Accusations of unbridled greed, threats to abort an unborn baby and a $5,000 hit on a man's life.
Those details emerged Monday during a court appearance by three people accused of murdering Alberto Rodriguez Macias, 40.
Macias' wife, Laura Hernandez, 37, her son Erick Camarillo, 20, and Edgar Garcia, 16, are accused of killing Macias on March 14 near Dos Palos. A fourth suspect in the case, Hernandez's 15-year-old daughter, is being dealt with in juvenile court.
After testimony by Merced County sheriff's detectives during Monday's preliminary hearing, Judge Ronald Hansen determined there was ample evidence to try the trio for murder.
The most revealing part of the hearing came when Detective Mike Ruiz took the stand, testifying about interviews between him and Garcia, the alleged triggerman. During interviews with detectives, the teenager admitted killing Macias, saying Hernandez offered him $5,000 to commit the killing. Garcia told deputies Hernandez wanted her husband dead to reap the benefits of nearly $1 million in life insurance policies -- and she promised to pay him the $5,000 from that money.
But there was more. Garcia also told detectives Hernandez's daughter had become pregnant, and Garcia's believed to be the father. Hernandez allegedly threatened to abort the baby if Garcia didn't agree to kill Macias (the baby was eventually born).

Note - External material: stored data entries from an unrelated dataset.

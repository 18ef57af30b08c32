use std::time::Duration;

use dictionary_api::{entry_url, get_entries};

mod dictionary;
mod dictionary_api;

pub use dictionary::{Definition, Entry, License, Meaning, PartOfSpeech, Phonetic};
pub use dictionary_api::{interpret_response, DICTIONARY_API_URL};
pub use reqwest::StatusCode;

#[derive(Debug, thiserror::Error)]
pub enum DictionaryError {
    #[error("failed to reach the dictionary")]
    Fetch(#[source] reqwest::Error),
    #[error("dictionary answered with status {status}")]
    NotFound { status: StatusCode },
    #[error("failed to parse dictionary response")]
    Deserialize(#[source] serde_json::Error),
}

/// Anything that can look a word up. The controller only talks to this.
#[async_trait::async_trait]
pub trait WordLookup: Send + Sync {
    async fn lookup(&self, word: &str) -> Result<Vec<Entry>, DictionaryError>;
}

pub struct Dictionary {
    client: reqwest::Client,
    base_url: String,
}

impl Dictionary {
    pub fn new() -> Self {
        Self {
            client: reqwest::Client::new(),
            base_url: DICTIONARY_API_URL.to_owned(),
        }
    }

    pub fn with_options(
        base_url: impl Into<String>,
        timeout: Option<Duration>,
    ) -> Result<Self, DictionaryError> {
        let mut builder = reqwest::Client::builder();
        if let Some(timeout) = timeout {
            builder = builder.timeout(timeout);
        }
        Ok(Self {
            client: builder.build().map_err(DictionaryError::Fetch)?,
            base_url: base_url.into(),
        })
    }

    pub fn base_url(&self) -> &str {
        &self.base_url
    }

    pub fn entry_url(&self, word: &str) -> String {
        entry_url(&self.base_url, word)
    }

    pub async fn get_entries(&self, word: &str) -> Result<Vec<Entry>, DictionaryError> {
        get_entries(&self.client, &self.base_url, word).await
    }
}

impl Default for Dictionary {
    fn default() -> Self {
        Self::new()
    }
}

#[async_trait::async_trait]
impl WordLookup for Dictionary {
    async fn lookup(&self, word: &str) -> Result<Vec<Entry>, DictionaryError> {
        self.get_entries(word).await
    }
}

Garcia told detectives Hernandez gave him money to buy a gun, and he was driven to the scene by Camarillo. Hernandez's daughter was also in the vehicle. Garcia wore gloves and entered the home, seeing Macias asleep on a makeshift bed. Macias woke up, yelled and tried to get up, but Garcia allegedly shot the victim three times.
Garcia told detectives he left through a bedroom window and ran back to Camarillo's vehicle. As they drove away, however, Hernandez's daughter and Camarillo questioned whether Macias was indeed dead. Camarillo drove back to the scene and Garcia went back into the house to confirm Macias had died.
Hernandez listened intently to testimony through a Spanish interpreter, while Camarillo and Garcia sat straight-faced through much of the hearing. Hernandez wept heavily for several moments, after hearing testimony from Detective Ruiz, who said Hernandez's daughter claimed during interviews her mother "had never loved her."
Detectives say Macias had been renovating the house at 7980 Azuza Road the day of his death. Hernandez told investigators she'd been with Macias that day and had gone next door to get food for him. She claimed to have returned to the house, found his body and went back to the neighbor's home for help.
But sheriff's investigators said Hernandez's timeline didn't add up. Plus, they obtained text messages that appear to incriminate the defendants.
Chief Deputy District Attorney Harold Nutt said there's other evidence that didn't come out in Monday's preliminary hearing. "I think we have the evidence to prove guilt on all three defendants," Nutt said.
Jeffrey Tenenbaum, who's defending Camarillo in the case, seriously questioned Detective Ruiz about his client's alleged involvement in the case. Tenenbaum asked Ruiz whether there's any evidence his client was present when the murder happened, other than Garcia and the girl's testimony. Ruiz replied, "No."
At the end of the hearing, Tenenbaum questioned whether the evidence presented against his client is credible. "That certainly isn't enough to hold him for murder or conspiracy to commit murder," Tenenbaum told Hansen. Hansen disagreed, however, saying the testimony appears to show a "higher degree of involvement" by Camarillo.
Garcia is being defended by attorney David Capron, while Hernandez is being represented by deputy public defenders Chris Loethen and Paul Lyon.
The defendants are being held without bail on suspicion of murder and insurance fraud. All have pleaded not guilty.